Lettre - Le mépris

Je suis un immigrant de France, Québécois de coeur depuis 48 ans, marié à une Montréalaise anglophone et enseignant retraité. Connaissant bien le milieu anglophone par mon épouse et les Néo-Québécois par mes élèves adultes qui m’ont parlé sans réserve en me considérant comme un des leurs, j’ai malheureusement trop souvent entendu des propos négatifs et méprisants sur les « French Canadians ». Quoi qu’il dise ou quoi qu’il fasse, le Parti libéral obtient 90 % d’appui de cette tranche de l’électorat.
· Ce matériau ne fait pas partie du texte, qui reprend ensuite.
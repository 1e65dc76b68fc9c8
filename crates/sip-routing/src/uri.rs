//! Request-URI decomposition for routing.

/// The routable pieces of a SIP URI: user, host, and port (default 5060).
#[derive(Debug, Clone, PartialEq, Eq)]
pub struct Target {
    pub user: String,
    pub host: String,
    pub port: u16,
}

pub const DEFAULT_SIP_PORT: u16 = 5060;

/// Decomposes a Request-URI or contact address into a [`Target`].
///
/// Accepts name-addr forms (`"Bob" <sip:bob@host>`), strips the `sip:` and
/// `sips:` schemes, URI parameters (`;transport=udp`) and URI headers
/// (`?subject=x`), and handles bracketed IPv6 literals.
pub fn parse_target(uri: &str) -> Option<Target> {
    let mut uri = uri.trim();
    if uri.is_empty() {
        return None;
    }

    if let Some(open) = uri.find('<') {
        if let Some(close) = uri[open..].find('>') {
            uri = &uri[open + 1..open + close];
        }
    }
    if let Some(close) = uri.find('>') {
        uri = &uri[..close];
    }

    let lower = uri.to_ascii_lowercase();
    if lower.starts_with("sip:") {
        uri = &uri[4..];
    } else if lower.starts_with("sips:") {
        uri = &uri[5..];
    }

    let uri = uri.split('?').next().unwrap_or_default();
    let uri = uri.split(';').next().unwrap_or_default().trim();
    if uri.is_empty() {
        return None;
    }

    let (user, host_port) = match uri.rfind('@') {
        Some(at) => (uri[..at].trim(), uri[at + 1..].trim()),
        None => ("", uri),
    };
    if host_port.is_empty() {
        return None;
    }

    let (host, port) = if let Some(rest) = host_port.strip_prefix('[') {
        // Bracketed IPv6 literal, optionally followed by :port.
        let close = rest.find(']')?;
        let host = rest[..close].trim();
        let tail = rest[close + 1..].trim();
        let port = match tail.strip_prefix(':') {
            Some(port) => port.trim().parse().ok()?,
            None if tail.is_empty() => DEFAULT_SIP_PORT,
            None => return None,
        };
        (host.to_owned(), port)
    } else {
        match host_port.rfind(':') {
            // A second colon means an unbracketed IPv6 literal without port.
            Some(colon) if !host_port[colon + 1..].contains(':') => {
                let port = host_port[colon + 1..].trim().parse().ok()?;
                (host_port[..colon].trim().to_owned(), port)
            }
            _ => (host_port.to_owned(), DEFAULT_SIP_PORT),
        }
    };

    let host = host.trim_matches(|c| c == '[' || c == ']').trim().to_owned();
    if host.is_empty() {
        return None;
    }
    Some(Target {
        user: user.to_owned(),
        host,
        port,
    })
}

#[cfg(test)]
mod tests {
    use super::*;

    #[test]
    fn parses_plain_uri() {
        let target = parse_target("sip:bob@example.com").unwrap();
        assert_eq!(target.user, "bob");
        assert_eq!(target.host, "example.com");
        assert_eq!(target.port, DEFAULT_SIP_PORT);
    }

    #[test]
    fn parses_port_params_and_headers() {
        let target = parse_target("sip:bob@example.com:5080;transport=udp?subject=hi").unwrap();
        assert_eq!(target.host, "example.com");
        assert_eq!(target.port, 5080);

        let target = parse_target("sips:carol@10.1.2.3;lr").unwrap();
        assert_eq!(target.user, "carol");
        assert_eq!(target.host, "10.1.2.3");
    }

    #[test]
    fn parses_name_addr_form() {
        let target = parse_target("\"Bob\" <sip:bob@h1.example.com:5061>;q=0.5").unwrap();
        assert_eq!(target.user, "bob");
        assert_eq!(target.host, "h1.example.com");
        assert_eq!(target.port, 5061);
    }

    #[test]
    fn parses_ipv6_literals() {
        let target = parse_target("sip:bob@[2001:db8::1]:5070").unwrap();
        assert_eq!(target.host, "2001:db8::1");
        assert_eq!(target.port, 5070);

        let target = parse_target("sip:bob@[2001:db8::1]").unwrap();
        assert_eq!(target.host, "2001:db8::1");
        assert_eq!(target.port, DEFAULT_SIP_PORT);
    }

    #[test]
    fn parses_hostonly_uri() {
        let target = parse_target("sip:example.com").unwrap();
        assert_eq!(target.user, "");
        assert_eq!(target.host, "example.com");
    }

    #[test]
    fn rejects_malformed_input() {
        assert!(parse_target("").is_none());
        assert!(parse_target("sip:").is_none());
        assert!(parse_target("sip:bob@").is_none());
        assert!(parse_target("sip:bob@[2001:db8::1").is_none());
        assert!(parse_target("sip:bob@host:notaport").is_none());
    }
}
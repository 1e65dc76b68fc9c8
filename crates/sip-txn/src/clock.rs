//! Injectable time source for the transaction sweep.

use std::sync::Arc;
use std::time::{Duration, Instant};

use parking_lot::Mutex;

/// A monotonic time source. Production uses [`SystemClock`]; tests use
/// [`ManualClock`] to step through timer deadlines deterministically.
pub trait Clock: Send + Sync {
    fn now(&self) -> Instant;
}

/// The real monotonic clock.
#[derive(Debug, Default, Clone, Copy)]
pub struct SystemClock;

impl Clock for SystemClock {
    fn now(&self) -> Instant {
        Instant::now()
    }
}

/// A clock that only moves when told to.
#[derive(Clone)]
pub struct ManualClock {
    now: Arc<Mutex<Instant>>,
}

impl ManualClock {
    pub fn new() -> Self {
        Self {
            now: Arc::new(Mutex::new(Instant::now())),
        }
    }

    pub fn advance(&self, by: Duration) {
        let mut now = self.now.lock();
        *now += by;
    }
}

impl Default for ManualClock {
    fn default() -> Self {
        Self::new()
    }
}

impl Clock for ManualClock {
    fn now(&self) -> Instant {
        *self.now.lock()
    }
}

#[cfg(test)]
mod tests {
    use super::*;

    #[test]
    fn manual_clock_advances_only_on_demand() {
        let clock = ManualClock::new();
        let start = clock.now();
        assert_eq!(clock.now(), start);
        clock.advance(Duration::from_secs(5));
        assert_eq!(clock.now(), start + Duration::from_secs(5));
    }
}
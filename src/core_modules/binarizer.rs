// THEORY:
// The `Binarizer` turns a grayscale raster into a two-level raster. It is the
// simplest stage of the pipeline and the only one that looks at absolute
// intensity: every later stage works purely on the on/off structure it leaves
// behind.
//
// Boundary convention: a pixel is "on" only when its intensity is strictly
// greater than the threshold. A pixel sitting exactly on the threshold is "off".

use crate::core_modules::raster::{OFF, ON, Raster, Sample};
use crate::error::PipelineError;

/// Default binarization threshold.
pub const DEFAULT_THRESHOLD: Sample = 0.5;

/// Checks that `threshold` lies in the open interval (0, 1).
pub fn validate_threshold(threshold: Sample) -> Result<(), PipelineError> {
    if threshold > 0.0 && threshold < 1.0 {
        Ok(())
    } else {
        Err(PipelineError::InvalidConfig(format!(
            "threshold must lie in (0, 1), got {threshold}"
        )))
    }
}

/// Thresholds a grayscale raster in place and hands it back as a binary raster.
pub fn binarize(mut raster: Raster, threshold: Sample) -> Result<Raster, PipelineError> {
    validate_threshold(threshold)?;
    raster.ensure_single_channel("binarizer")?;

    for sample in raster.data_mut() {
        *sample = if *sample > threshold { ON } else { OFF };
    }
    Ok(raster)
}

#[cfg(test)]
mod tests {
    use super::*;

    #[test]
    fn value_at_threshold_is_off() {
        let raster = Raster::from_gray(3, 1, vec![0.5, 0.500_001, 0.499_999]).unwrap();
        let binary = binarize(raster, 0.5).unwrap();
        assert_eq!(binary.data(), &[OFF, ON, OFF]);
    }

    #[test]
    fn two_bands_split_on_the_threshold() {
        // Left half dark, right half bright, with the boundary column exactly at t.
        let t = 0.4;
        let raster = Raster::from_fn(9, 3, |x, _| match x {
            0..=3 => 0.1,
            4 => t,
            _ => 0.9,
        })
        .unwrap();
        let binary = binarize(raster, t).unwrap();
        for y in 0..3 {
            for x in 0..9 {
                assert_eq!(binary.is_on(x, y), x > 4, "pixel ({x},{y})");
            }
        }
    }

    #[test]
    fn threshold_must_be_open_interval() {
        for t in [0.0, 1.0, -0.2, 1.5] {
            let raster = Raster::zeroed(2, 2).unwrap();
            assert!(matches!(binarize(raster, t), Err(PipelineError::InvalidConfig(_))));
        }
    }

    #[test]
    fn rejects_multichannel_input() {
        let rgb = Raster::new(2, 1, 3, vec![0.9; 6]).unwrap();
        assert!(matches!(binarize(rgb, 0.5), Err(PipelineError::InvalidRaster(_))));
    }
}
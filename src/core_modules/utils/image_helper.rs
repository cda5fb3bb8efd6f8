pub mod image_helper {
    use crate::core_modules::raster::Raster;
    use crate::error::PipelineError;
    use image::ImageEncoder;
    use std::path::Path;

    /// Writes a single-channel raster as an 8-bit grayscale PNG.
    pub fn save_raster(path: &Path, raster: &Raster) -> Result<(), PipelineError> {
        let buffer = raster.to_gray_image()?;

        let output = std::fs::File::create(path)?;
        let encoder = image::codecs::png::PngEncoder::new(std::io::BufWriter::new(output));
        encoder
            .write_image(&buffer, raster.width(), raster.height(), image::ExtendedColorType::L8)
            .map_err(PipelineError::Encode)?;

        Ok(())
    }
}
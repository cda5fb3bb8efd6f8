// THEORY:
// The `parallel_pipeline` module runs many independent detection calls at once,
// one per image. A single call is strictly sequential; parallelism only ever
// happens between calls, each with its own rasters and its own box list.
//
// Layout:
// - a dispatcher task receives every `DetectionTask` and hands them out
//   round-robin to the workers;
// - each worker owns a clone of the shared, immutable `DetectionPipeline` and
//   runs the CPU-bound detection on tokio's blocking pool;
// - results travel back on a per-task `oneshot` channel, so callers await their
//   own image only.
//
// The region filter is shared across workers and therefore must be
// `Send + Sync`. A stateless filter (the usual case) trivially is.
//
// `BatchPipeline::new` spawns tasks and must be called from inside a tokio
// runtime.

use crate::error::PipelineError;
use crate::pipeline::{BoxList, DetectionPipeline, PipelineConfig, RegionFilter};
use std::any::Any;
use std::sync::Arc;
use std::sync::atomic::{AtomicU64, Ordering};
use tokio::sync::{mpsc, oneshot};

pub type SharedFilter = Arc<dyn RegionFilter + Send + Sync>;

pub struct DetectionTask {
    pub image_id: u64,
    pub bytes: Vec<u8>,
    pub result_sender: oneshot::Sender<Result<BoxList, PipelineError>>,
}

pub struct WorkerPool {
    task_sender: mpsc::UnboundedSender<DetectionTask>,
    workers: Vec<tokio::task::JoinHandle<()>>,
}

impl WorkerPool {
    pub fn new(pipeline: Arc<DetectionPipeline>, filter: SharedFilter, worker_count: usize) -> Self {
        let worker_count = worker_count.max(1);
        let (task_sender, mut task_receiver) = mpsc::unbounded_channel::<DetectionTask>();
        let mut workers = Vec::with_capacity(worker_count + 1);

        let (worker_senders, worker_receivers): (Vec<_>, Vec<_>) = (0..worker_count)
            .map(|_| mpsc::unbounded_channel::<DetectionTask>())
            .unzip();

        // Spawn dispatcher
        workers.push(tokio::spawn(async move {
            let mut worker_idx = 0;
            while let Some(task) = task_receiver.recv().await {
                if let Err(mpsc::error::SendError(task)) = worker_senders[worker_idx].send(task) {
                    let _ = task.result_sender.send(Err(PipelineError::WorkerUnavailable));
                }
                worker_idx = (worker_idx + 1) % worker_count;
            }
        }));

        // Spawn workers
        for (worker_id, mut worker_receiver) in worker_receivers.into_iter().enumerate() {
            let pipeline = Arc::clone(&pipeline);
            let filter = Arc::clone(&filter);

            workers.push(tokio::spawn(async move {
                while let Some(task) = worker_receiver.recv().await {
                    let result = Self::process_task(&pipeline, &filter, worker_id, task.image_id, task.bytes).await;
                    let _ = task.result_sender.send(result);
                }
            }));
        }

        Self { task_sender, workers }
    }

    async fn process_task(
        pipeline: &Arc<DetectionPipeline>,
        filter: &SharedFilter,
        worker_id: usize,
        image_id: u64,
        bytes: Vec<u8>,
    ) -> Result<BoxList, PipelineError> {
        let pipeline = Arc::clone(pipeline);
        let filter = Arc::clone(filter);
        let result = match tokio::task::spawn_blocking(move || pipeline.detect(&bytes, &*filter)).await {
            Ok(result) => result,
            Err(join_err) => {
                tracing::error!(worker_id, image_id, error = %join_err, "detection task did not complete");
                Err(match join_err.try_into_panic() {
                    Ok(payload) => PipelineError::DetectionPanicked {
                        image_id,
                        message: panic_message(payload.as_ref()),
                    },
                    Err(_) => PipelineError::WorkerUnavailable,
                })
            }
        };

        match &result {
            Ok(boxes) => tracing::debug!(worker_id, image_id, candidates = boxes.len(), "image processed"),
            Err(err) => tracing::warn!(worker_id, image_id, %err, "image failed"),
        }
        result
    }

    pub async fn submit(&self, image_id: u64, bytes: Vec<u8>) -> Result<BoxList, PipelineError> {
        let (result_sender, result_receiver) = oneshot::channel();

        let task = DetectionTask {
            image_id,
            bytes,
            result_sender,
        };

        self.task_sender
            .send(task)
            .map_err(|_| PipelineError::WorkerUnavailable)?;

        result_receiver.await.map_err(|_| PipelineError::WorkerUnavailable)?
    }

    /// Closes the task queue and waits for the dispatcher and every worker to exit.
    pub async fn shutdown(self) {
        drop(self.task_sender);
        futures::future::join_all(self.workers).await;
    }
}

fn panic_message(payload: &(dyn Any + Send)) -> String {
    if let Some(message) = payload.downcast_ref::<&str>() {
        (*message).to_string()
    } else if let Some(message) = payload.downcast_ref::<String>() {
        message.clone()
    } else {
        "non-string panic payload".to_string()
    }
}

/// Concurrent front end over a shared `DetectionPipeline`.
pub struct BatchPipeline {
    worker_pool: WorkerPool,
    image_counter: AtomicU64,
}

impl BatchPipeline {
    /// One worker per logical CPU.
    pub fn new(config: PipelineConfig, filter: SharedFilter) -> Result<Self, PipelineError> {
        Self::with_workers(config, filter, num_cpus::get())
    }

    pub fn with_workers(config: PipelineConfig, filter: SharedFilter, workers: usize) -> Result<Self, PipelineError> {
        if workers == 0 {
            return Err(PipelineError::InvalidConfig("batch pipeline needs at least one worker".into()));
        }
        let pipeline = Arc::new(DetectionPipeline::new(config)?);
        tracing::debug!(workers, "starting detection worker pool");
        Ok(Self {
            worker_pool: WorkerPool::new(pipeline, filter, workers),
            image_counter: AtomicU64::new(0),
        })
    }

    /// Detects candidates in one encoded image.
    pub async fn process_image(&self, bytes: Vec<u8>) -> Result<BoxList, PipelineError> {
        let image_id = self.image_counter.fetch_add(1, Ordering::Relaxed);
        self.worker_pool.submit(image_id, bytes).await
    }

    /// Detects candidates in every image concurrently. Results keep input order.
    pub async fn process_all(&self, images: Vec<Vec<u8>>) -> Vec<Result<BoxList, PipelineError>> {
        futures::future::join_all(images.into_iter().map(|bytes| self.process_image(bytes))).await
    }

    pub async fn shutdown(self) {
        self.worker_pool.shutdown().await;
    }
}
Le Parti québécois a fait tous les efforts depuis 40 ans pour servir et accueillir les nouveaux arrivants : peine perdue. Montréal s’anglicise, les francophones sont divisés et tergiversent sur leur avenir de plus en plus compromis.

 

Le mépris, car c’est bien de cela qu’il s’agit, est-il un sentiment suffisant pour réveiller un sentiment de fierté, un besoin de s’affirmer et de s’unir pour être véritablement une nation respectée ? Oui, les Québécois se distinguent dans les arts, la culture, le sport et le commerce international, mais ils ne le doivent qu’à eux-mêmes, certainement pas à la confédération. Ce devrait être suffisant pour ne plus avoir peur des épouvantails du Parti libéral. Le Parti québécois, Québec solidaire, certains de la CAQ et Option nationale forment une majorité pour arriver aux véritables intérêts des Québécois. Sans renoncer à nos convictions, pour être majoritaires, il faut voter pour un seul parti, le Parti québécois. Plus tard, chacun trouvera sa place. Si on dit que tous les partis se valent, on sait qui est le champion de l’intrigue, de la magouille et du copinage pour des intérêts pas pour des idées.